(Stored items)
-*-*-
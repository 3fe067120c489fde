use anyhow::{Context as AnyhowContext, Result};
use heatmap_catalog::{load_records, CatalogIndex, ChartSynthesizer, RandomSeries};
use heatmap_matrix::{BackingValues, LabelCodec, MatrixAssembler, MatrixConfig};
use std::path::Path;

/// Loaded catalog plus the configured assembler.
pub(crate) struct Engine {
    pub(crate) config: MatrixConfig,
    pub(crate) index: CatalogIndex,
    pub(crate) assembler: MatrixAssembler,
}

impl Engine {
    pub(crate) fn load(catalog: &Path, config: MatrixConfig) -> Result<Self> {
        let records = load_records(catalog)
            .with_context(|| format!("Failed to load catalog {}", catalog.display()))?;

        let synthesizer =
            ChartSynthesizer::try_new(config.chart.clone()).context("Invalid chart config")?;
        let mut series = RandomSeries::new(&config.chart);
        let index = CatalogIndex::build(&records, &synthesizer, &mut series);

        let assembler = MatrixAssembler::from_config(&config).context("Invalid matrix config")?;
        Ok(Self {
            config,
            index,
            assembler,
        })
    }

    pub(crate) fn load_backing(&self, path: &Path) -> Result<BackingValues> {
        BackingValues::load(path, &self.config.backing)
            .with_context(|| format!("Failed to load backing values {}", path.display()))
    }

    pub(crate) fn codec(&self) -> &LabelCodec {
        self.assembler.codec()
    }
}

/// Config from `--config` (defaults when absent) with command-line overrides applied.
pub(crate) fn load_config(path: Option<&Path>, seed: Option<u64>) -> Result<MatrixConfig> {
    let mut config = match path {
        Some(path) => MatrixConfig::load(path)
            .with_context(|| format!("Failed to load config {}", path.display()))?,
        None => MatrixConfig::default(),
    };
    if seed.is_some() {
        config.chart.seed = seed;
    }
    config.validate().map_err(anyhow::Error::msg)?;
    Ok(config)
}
-*-*-
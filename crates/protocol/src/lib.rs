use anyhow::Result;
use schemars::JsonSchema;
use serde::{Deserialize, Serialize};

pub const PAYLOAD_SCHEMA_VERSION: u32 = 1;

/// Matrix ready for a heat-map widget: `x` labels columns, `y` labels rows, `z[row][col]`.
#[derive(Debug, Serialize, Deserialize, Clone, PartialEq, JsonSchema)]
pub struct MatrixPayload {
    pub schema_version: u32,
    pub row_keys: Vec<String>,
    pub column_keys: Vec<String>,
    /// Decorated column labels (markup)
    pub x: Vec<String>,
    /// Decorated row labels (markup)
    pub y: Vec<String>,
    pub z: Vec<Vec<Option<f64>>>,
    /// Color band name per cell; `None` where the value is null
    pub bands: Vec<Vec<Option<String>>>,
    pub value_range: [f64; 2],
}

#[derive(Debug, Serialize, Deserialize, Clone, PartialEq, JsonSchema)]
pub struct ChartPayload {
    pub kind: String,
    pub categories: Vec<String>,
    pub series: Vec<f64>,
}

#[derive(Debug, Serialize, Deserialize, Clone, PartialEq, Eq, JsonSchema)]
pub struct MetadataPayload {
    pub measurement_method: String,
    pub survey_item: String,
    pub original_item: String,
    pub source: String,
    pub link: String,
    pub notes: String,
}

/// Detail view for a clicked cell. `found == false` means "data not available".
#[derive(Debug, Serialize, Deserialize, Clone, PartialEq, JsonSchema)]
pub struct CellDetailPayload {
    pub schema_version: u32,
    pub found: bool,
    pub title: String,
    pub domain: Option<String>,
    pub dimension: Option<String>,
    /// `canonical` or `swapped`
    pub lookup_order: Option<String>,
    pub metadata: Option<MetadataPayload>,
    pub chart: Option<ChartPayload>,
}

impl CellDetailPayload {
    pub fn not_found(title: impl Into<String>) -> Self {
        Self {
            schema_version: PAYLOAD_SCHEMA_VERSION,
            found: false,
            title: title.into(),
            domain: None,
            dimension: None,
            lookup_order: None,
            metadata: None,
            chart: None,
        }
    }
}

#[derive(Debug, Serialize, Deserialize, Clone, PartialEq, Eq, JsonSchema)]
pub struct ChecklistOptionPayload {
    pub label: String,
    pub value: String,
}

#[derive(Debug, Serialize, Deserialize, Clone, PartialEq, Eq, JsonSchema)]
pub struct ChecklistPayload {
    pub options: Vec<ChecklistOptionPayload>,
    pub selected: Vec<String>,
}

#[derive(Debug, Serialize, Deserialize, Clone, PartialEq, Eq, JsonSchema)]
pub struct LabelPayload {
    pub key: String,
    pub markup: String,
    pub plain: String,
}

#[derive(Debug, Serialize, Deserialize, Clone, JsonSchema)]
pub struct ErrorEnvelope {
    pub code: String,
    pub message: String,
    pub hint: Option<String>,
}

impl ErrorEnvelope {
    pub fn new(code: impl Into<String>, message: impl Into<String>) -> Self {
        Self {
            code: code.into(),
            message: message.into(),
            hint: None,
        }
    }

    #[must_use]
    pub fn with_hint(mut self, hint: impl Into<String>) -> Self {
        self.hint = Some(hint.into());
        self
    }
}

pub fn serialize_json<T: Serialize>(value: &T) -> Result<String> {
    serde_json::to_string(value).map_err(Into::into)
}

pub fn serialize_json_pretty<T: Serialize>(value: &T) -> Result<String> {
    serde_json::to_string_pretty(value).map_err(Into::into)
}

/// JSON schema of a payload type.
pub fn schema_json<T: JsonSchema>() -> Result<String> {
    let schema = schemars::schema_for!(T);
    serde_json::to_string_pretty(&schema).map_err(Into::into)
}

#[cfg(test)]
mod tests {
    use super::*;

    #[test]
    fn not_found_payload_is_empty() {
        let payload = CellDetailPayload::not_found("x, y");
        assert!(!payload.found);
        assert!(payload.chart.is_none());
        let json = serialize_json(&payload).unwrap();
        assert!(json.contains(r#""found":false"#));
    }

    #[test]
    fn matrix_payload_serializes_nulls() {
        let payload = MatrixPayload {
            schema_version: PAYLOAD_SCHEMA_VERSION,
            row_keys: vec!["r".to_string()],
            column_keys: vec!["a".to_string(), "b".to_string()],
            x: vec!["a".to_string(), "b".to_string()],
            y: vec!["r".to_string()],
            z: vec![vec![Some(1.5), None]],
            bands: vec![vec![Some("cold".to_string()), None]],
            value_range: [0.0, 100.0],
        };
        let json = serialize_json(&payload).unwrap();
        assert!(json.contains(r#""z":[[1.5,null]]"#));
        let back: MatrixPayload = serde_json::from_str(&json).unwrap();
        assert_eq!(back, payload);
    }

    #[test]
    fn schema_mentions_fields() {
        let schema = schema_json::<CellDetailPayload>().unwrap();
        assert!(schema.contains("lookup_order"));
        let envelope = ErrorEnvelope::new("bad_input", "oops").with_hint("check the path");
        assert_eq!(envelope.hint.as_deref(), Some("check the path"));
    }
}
-*-*-
The answer should be a bare number: the count of lines above in which the word "ErrorEnvelope" occurs.

- _Task solution_
3